A equipa concebeu-o especificamente para elementos arquitectónicos não estruturais, fachadas, painéis interiores, estruturas decorativas, o que mantém o projecto fundamentado e credível. Eu respeito esse tipo de restrição. O espaço de design sustentável tem uma tendência bem documentada de exagerar, de posicionar um material em estágio conceitual como uma revolução antes que a ciência o alcance. CyanoCement não faz isso. Ele sabe o que é agora, e o que é agora é genuinamente impressionante.

Depois, há a cor. O material é verde, não por causa de qualquer revestimento ou pigmento, mas por causa dos organismos vivos dentro dele. Esse verde é um sinal biológico, uma confirmação visual de que as cianobactérias estão vivas e ativas. Já vi muitos produtos sustentáveis ​​que pedem que você confie no benefício ambiental, enterrados em algum documento de avaliação do ciclo de vida. CyanoCement torna-o visível. O próprio prédio informa que está funcionando. Isso é um design inteligente e, eu diria, uma espécie de integridade.

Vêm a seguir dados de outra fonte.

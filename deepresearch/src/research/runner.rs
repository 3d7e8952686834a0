//! `ResearchRunner`: the boundary the CLI (or any front end) talks to.
//!
//! `start` and `resume` return a stream of events naming the stage that ran and the
//! fields it changed. Runs are persisted per thread through the checkpointer, so a
//! review pause survives restarts. Approved runs are archived in the long-term store.

use std::collections::HashSet;
use std::sync::Arc;

use tokio::sync::mpsc;
use tokio_stream::wrappers::ReceiverStream;

use crate::error::EngineError;
use crate::graph::{CompilationError, CompiledStateGraph, RunContext, RunOutcome, StateSnapshot};
use crate::memory::{CheckpointNext, Checkpointer, RunnableConfig, Store, StoreError};
use crate::stream::{StreamEvent, StreamMode};

use super::aggregate::aggregate;
use super::collaborators::Collaborators;
use super::config::ResearchConfig;
use super::graph::build_research_graph_with_checkpointer;
use super::history::{ConversationRecord, ConversationStore, ConversationSummary};
use super::model::{Message, ReviewDecision};
use super::state::WorkflowState;

/// Event type streamed by the runner.
pub type ResearchEvent = StreamEvent<WorkflowState>;

pub struct ResearchRunner {
    graph: CompiledStateGraph<WorkflowState>,
    store: Option<Arc<dyn Store>>,
    config: ResearchConfig,
    stream_modes: HashSet<StreamMode>,
}

impl ResearchRunner {
    pub fn new(
        collaborators: Collaborators,
        config: ResearchConfig,
        checkpointer: Arc<dyn Checkpointer<WorkflowState>>,
        store: Option<Arc<dyn Store>>,
    ) -> Result<Self, CompilationError> {
        let graph = build_research_graph_with_checkpointer(collaborators, &config, checkpointer)?;
        Ok(Self {
            graph,
            store,
            config,
            stream_modes: HashSet::from([StreamMode::Updates]),
        })
    }

    /// Replaces the default `Updates` stream mode.
    pub fn with_stream_modes(mut self, modes: impl IntoIterator<Item = StreamMode>) -> Self {
        self.stream_modes = modes.into_iter().collect();
        self
    }

    pub fn config(&self) -> &ResearchConfig {
        &self.config
    }

    fn thread_config(&self, thread_id: &str) -> RunnableConfig {
        RunnableConfig::for_thread(thread_id).with_user(self.config.user_id.clone())
    }

    /// Starts (or continues) a conversation with a user message.
    ///
    /// A new thread starts fresh. A thread whose scope stage is still asking
    /// questions gets the message appended and re-runs from the start; a thread
    /// that already has a brief starts a new research run. Fails with `ThreadBusy`
    /// while the thread waits for review.
    pub async fn start(
        &self,
        user_message: &str,
        thread_id: Option<String>,
    ) -> Result<(String, ReceiverStream<ResearchEvent>), EngineError> {
        let thread_id = thread_id.unwrap_or_else(|| uuid::Uuid::new_v4().to_string());
        let config = self.thread_config(&thread_id);

        let state = match self.graph.get_state(&config).await? {
            Some(snapshot) if matches!(snapshot.next, CheckpointNext::Interrupted { .. }) => {
                return Err(EngineError::ThreadBusy(thread_id));
            }
            Some(snapshot) if snapshot.state.brief.is_none() => {
                let mut state = snapshot.state;
                state.messages.push(Message::user(user_message));
                state
            }
            _ => WorkflowState::new(self.config.budget(), user_message),
        };
        tracing::info!(thread_id = %thread_id, "starting research run");

        let (tx, rx) = mpsc::channel(128);
        let ctx = RunContext::new(config).with_stream(tx.clone(), self.stream_modes.clone());
        let graph = self.graph.clone();
        let archive = self.archiver(thread_id.clone());
        tokio::spawn(async move {
            let result = graph.invoke_with_context(state, ctx).await;
            archive.after_run(result, &tx).await;
        });
        Ok((thread_id, ReceiverStream::new(rx)))
    }

    /// Resumes a thread paused for review with the reviewer's decision.
    pub async fn resume(
        &self,
        thread_id: &str,
        decision: ReviewDecision,
    ) -> Result<ReceiverStream<ResearchEvent>, EngineError> {
        let config = self.thread_config(thread_id);
        let snapshot = self
            .graph
            .get_state(&config)
            .await?
            .ok_or_else(|| EngineError::UnknownThread(thread_id.to_string()))?;
        if !matches!(snapshot.next, CheckpointNext::Interrupted { .. }) {
            return Err(EngineError::NotInterrupted(thread_id.to_string()));
        }
        let value = serde_json::to_value(&decision).map_err(|e| {
            EngineError::Checkpoint(crate::memory::CheckpointError::Serialization(e.to_string()))
        })?;
        tracing::info!(thread_id = %thread_id, action = ?decision.action, "resuming after review");

        let (tx, rx) = mpsc::channel(128);
        let ctx = RunContext::new(config.with_checkpoint(snapshot.checkpoint_id))
            .with_resume_value(value)
            .with_stream(tx.clone(), self.stream_modes.clone());
        let graph = self.graph.clone();
        let archive = self.archiver(thread_id.to_string());
        tokio::spawn(async move {
            let result = graph.resume_with_context(ctx).await;
            archive.after_run(result, &tx).await;
        });
        Ok(ReceiverStream::new(rx))
    }

    /// Latest persisted state of a thread.
    pub async fn state(
        &self,
        thread_id: &str,
    ) -> Result<Option<StateSnapshot<WorkflowState>>, EngineError> {
        self.graph.get_state(&self.thread_config(thread_id)).await
    }

    /// Checkpoint history of a thread, oldest first.
    pub async fn state_history(
        &self,
        thread_id: &str,
        limit: Option<usize>,
    ) -> Result<Vec<StateSnapshot<WorkflowState>>, EngineError> {
        self.graph
            .state_history(&self.thread_config(thread_id), limit)
            .await
    }

    /// Archived conversations of a user, newest first. Empty without a store.
    pub async fn history(
        &self,
        user_id: &str,
        limit: usize,
    ) -> Result<Vec<ConversationSummary>, StoreError> {
        match &self.store {
            Some(store) => store.list_conversations(user_id, limit).await,
            None => Ok(Vec::new()),
        }
    }

    pub async fn conversation(
        &self,
        user_id: &str,
        conversation_id: &str,
    ) -> Result<Option<ConversationRecord>, StoreError> {
        match &self.store {
            Some(store) => store.get_conversation(user_id, conversation_id).await,
            None => Ok(None),
        }
    }

    fn archiver(&self, thread_id: String) -> Archiver {
        Archiver {
            store: self.store.clone(),
            user_id: self.config.user_id.clone(),
            thread_id,
        }
    }
}

/// Saves a finished, reviewed run to the long-term store.
struct Archiver {
    store: Option<Arc<dyn Store>>,
    user_id: String,
    thread_id: String,
}

impl Archiver {
    async fn after_run(
        &self,
        result: Result<RunOutcome<WorkflowState>, EngineError>,
        tx: &mpsc::Sender<ResearchEvent>,
    ) {
        let Ok(RunOutcome::Completed(state)) = result else {
            return;
        };
        let Some(store) = &self.store else {
            return;
        };
        if state.brief.is_none() || state.report_content.is_empty() {
            return;
        }
        let record = ConversationRecord {
            conversation_id: self.thread_id.clone(),
            user_query: state.user_query().unwrap_or_default().to_string(),
            research_brief: state.brief.clone(),
            findings: aggregate(&state.findings),
            report_content: state.report_content.clone(),
            created_at: chrono::Utc::now().to_rfc3339(),
        };
        match store.put_conversation(&self.user_id, &record).await {
            Ok(()) => tracing::info!(thread_id = %self.thread_id, "conversation archived"),
            Err(e) => {
                tracing::error!(thread_id = %self.thread_id, error = %e, "failed to archive conversation");
                let _ = tx
                    .send(StreamEvent::Error {
                        message: format!("failed to archive conversation: {}", e),
                    })
                    .await;
            }
        }
    }
}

O projeto surgiu do Disrupt Design Lab da Faculdade de Arquitetura e Urbanismo do Technion, desenvolvido em colaboração com o Laboratório de Genómica Aplicada da Faculdade de Biotecnologia e Engenharia Alimentar. Arquitetura e biologia normalmente não compartilham um laboratório, muito menos uma filosofia de design. O fato de essa equipe ter reunido essas duas disciplinas em algo coerente, funcional e visualmente atraente é uma realização própria, separada do material em si.

A CyanoCement foi reconhecida pelo Green Product Award, que tem um forte histórico de identificação de trabalhos que realmente movem a agulha, em vez de apenas falar bem em comunicados à imprensa. O projeto conquistou esse reconhecimento, não apenas pelas boas intenções, mas pela profundidade da pesquisa por trás dele e pela clareza de sua lógica de design. Quanto mais você aprende sobre como funciona, mais convencido você fica.

Falamos muito sobre o futuro da arquitetura ser verde, painéis solares nos telhados, aço reciclado, ventilação passiva. Tudo vale a pena. Mas a CyanoCement está perguntando algo um pouco mais radical: e se as próprias paredes estivessem vivas? E se construir algo significasse contribuir para a atmosfera em vez de esgotá-la? Essa é a questão na qual não consigo parar de pensar. E uma vez que você sabe que está sendo perguntado, suspeito que você também não conseguirá parar.